ヒトもこんだけちっちゃければ宇宙というカゴの中で永遠に生き続けていけるのでは?

とも感じるが人間の世界は狭くて忙しくて余裕ないんだよな~つらい。

前々世の経験をすっかり失念しうっかり二次元の書き換えでヤマダ重粒子なるものを発見させたら戦争が始まってしまい、人が沢山死んだ。

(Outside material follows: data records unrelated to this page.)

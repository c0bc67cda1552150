//! Application configuration
//!
//! Configuration loaded from `.netserve.toml`.

use serde::{Deserialize, Serialize};

/// An operator allowed to sign in to the console
#[derive(Debug, Serialize, Deserialize, Clone, PartialEq, Eq)]
pub struct OperatorAccount {
    pub username: String,
    pub password: String,
    /// Name shown in the header and the welcome notification
    #[serde(default)]
    pub display_name: String,
}

impl OperatorAccount {
    /// Display name, falling back to the username when none is configured
    pub fn shown_name(&self) -> &str {
        if self.display_name.is_empty() {
            &self.username
        } else {
            &self.display_name
        }
    }
}

/// Application configuration loaded from `.netserve.toml`
#[derive(Debug, Serialize, Deserialize, Clone)]
pub struct AppConfig {
    /// Company name shown in the header and on the login screen
    #[serde(default = "default_company_name")]
    pub company_name: String,

    /// In-memory operator list the login screen checks against
    #[serde(default = "default_operators")]
    pub operators: Vec<OperatorAccount>,

    /// Simulated authentication round-trip
    #[serde(default = "default_login_delay_ms")]
    pub login_delay_ms: u64,

    /// Simulated report generation time
    #[serde(default = "default_report_delay_ms")]
    pub report_delay_ms: u64,
}

fn default_company_name() -> String {
    "NetServe SA".to_string()
}

fn default_operators() -> Vec<OperatorAccount> {
    vec![OperatorAccount {
        username: "admin".to_string(),
        password: "netserve".to_string(),
        display_name: "NOC Administrator".to_string(),
    }]
}

fn default_login_delay_ms() -> u64 {
    800
}

fn default_report_delay_ms() -> u64 {
    1500
}

impl Default for AppConfig {
    fn default() -> Self {
        Self {
            company_name: default_company_name(),
            operators: default_operators(),
            login_delay_ms: default_login_delay_ms(),
            report_delay_ms: default_report_delay_ms(),
        }
    }
}

impl AppConfig {
    /// Load config from the first config file found, or use defaults
    pub fn load() -> Self {
        if let Some(content) = crate::load_config_file() {
            match Self::parse(&content) {
                Ok(config) => {
                    log::info!("Loaded app config from file");
                    return config;
                }
                Err(e) => {
                    log::warn!("Failed to parse config file: {}", e);
                }
            }
        }

        log::debug!("Using default app config");
        Self::default()
    }

    /// Parse config from TOML content
    pub fn parse(content: &str) -> Result<Self, toml::de::Error> {
        toml::from_str(content)
    }
}

#[cfg(test)]
mod tests {
    use super::*;

    #[test]
    fn test_default_config() {
        let config = AppConfig::default();
        assert_eq!(config.company_name, "NetServe SA");
        assert_eq!(config.operators.len(), 1);
        assert_eq!(config.operators[0].username, "admin");
        assert_eq!(config.login_delay_ms, 800);
        assert_eq!(config.report_delay_ms, 1500);
    }

    #[test]
    fn test_config_deserialize_partial() {
        let toml = r#"
            company_name = "NetServe Chile"
            login_delay_ms = 0
        "#;
        let config = AppConfig::parse(toml).unwrap();
        assert_eq!(config.company_name, "NetServe Chile");
        assert_eq!(config.login_delay_ms, 0);
        // Untouched fields use defaults
        assert_eq!(config.report_delay_ms, 1500);
        assert_eq!(config.operators, default_operators());
    }

    #[test]
    fn test_config_deserialize_operators() {
        let toml = r#"
            [[operators]]
            username = "mlopez"
            password = "s3cret"
            display_name = "María López"

            [[operators]]
            username = "oncall"
            password = "pager"
        "#;
        let config = AppConfig::parse(toml).unwrap();
        assert_eq!(config.operators.len(), 2);
        assert_eq!(config.operators[0].shown_name(), "María López");
        // Missing display name falls back to the username
        assert_eq!(config.operators[1].shown_name(), "oncall");
    }

    #[test]
    fn test_config_rejects_wrong_types() {
        assert!(AppConfig::parse("login_delay_ms = \"soon\"").is_err());
    }
}
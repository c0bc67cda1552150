//! Analytics report actions

#[derive(Debug, Clone, PartialEq, Eq)]
pub enum ReportAction {
    /// Request a new BI report
    Generate,
    /// Report finished; carries the generated file name
    Ready(String),
    /// Report generation died
    Failed(String),
}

「ヤマダ博士さえヘンなモン発見しなきゃハマミは今頃女王サマだったのにね~」


「王なんかに封じられるわけないでしょ。皇家や帝室は兎も角、本家じゃあたしが生まれる前からやる気だったし」


「マジバナでどこまでやる積りだったの?」


「んー、小惑星帯を超えて木星の利権まで手が届けば~て目論見はあったみたいだけど・・・外惑星方面軍閥の強欲と国内の政治圧力で一気に全面戦争に突入だったからね~。たぶん開戦のお祭り騒ぎからずっと対処的な行動で右往左往してただけなんじゃない」


「ふーん。地球じゃ遠い空の彼方の発狂した独裁者と狂信者の軍団で感じでのんきしてたら小惑星が降ってくるんだもんな~・・・あんた有名だし降りたらズタズタにされるわよ」


「あぁ、エンリカて地球出よね・・・ウフ、実は手の者にあたくしの処刑会場を用意させておりますのよ?」


「まさか身代わりのかわいそうな女の子処刑して雲隠れするつもり?」


「そんなもったいないことするワケないでしょ。それに手の者、つったって全員がホンモノよ。アタシらへの恨みを炊きつけて、その後をモニタしてるってワケ。・・・すっごい刑具が揃ってるんだからwww」





「俺もその”炊きつけられ復讐に燃える一人”、という訳か」


敵意溢れるトーンに振り向くと、そこには憧れのセンパイが。


「マシュー先輩」


立ち上がり、敬礼する。


「失礼しました、中尉殿」


「あれだけの国民を殺しておいて・・・家だけは残るとはな」


敵意と侮蔑、様々な負の感情がこもった視線に脊髄が慄く。


「家とその族達・・・私たちが許されたウラの経緯など、知りたくはございませんか?」


センパイの下マブタが僅かに痙攣し、目に剣呑な光がつかの間宿る。


「また弄ぶつもりか。あの時のように」


「弄ぶなど・・・先輩には知る権利・・・いえ、義務があるハズですわ。卑小な私たちがどれだけ小狡く、悪辣に人民を贄に捧げ生を永らえたのかを」


敬礼を下ろし、胸を抑える。

あの時と変わらん絶壁やぞ!


「全てを知り、その憎悪を余す所なくわたくしへと注いで・・・じゃなくって叩きつけてください!・・・あの時のように!!」


組んだ手を開き喉許まで上げ、カラーを外す。


「付き合いきれん・・・この変態が!」


踵をかえし、襟を開きつつある私を一顧だにせずつれなくも去ってゆく。


「衆目の前でヘンタイは酷ぇな・・・ってハマミ、そんな震えるほど悔し・・・マジかよ」


慰めかけてくれた隣の男子同輩に潤んだ目を向ける。


「・・・うん、軽くイッたわwww」


左の女子同輩から蔑視といっていい色温度の瞳が向く。


「うぇ、もうお嫁にいけないねあんた」


”およめにいけない”


「アッ―――――!!」


エンリカ突然のパワーワードに快感中枢が爆裂し、意識がトんだ。


「うお、倒れやがった」


「グッ、この匂いは・・・」


「白目剥いて痙攣してやがる・・・勘弁してくれ」


「エンリカ、あんたのセクハラワードが原因だかんね」


「いやよ。マシュー中尉に変態と罵倒され失神、てことで救急要請する」


「あっ、意識あるみたい。なんか言ってるわよ・・・エッ?」


「なんだって?」



「・・・男子便所に投棄してくれ、だって」





「船外投棄ね」


「そうね」


その後男性諸賢の仲裁や明滅する意識下での懺悔弁明もむなしく魚雷発射管より射出され、レスキューバブルに補足されるまでの数秒生身の宇宙遊泳を愉しむことになってしまったのであった。


どーでもいいが、おもらしは乾いた。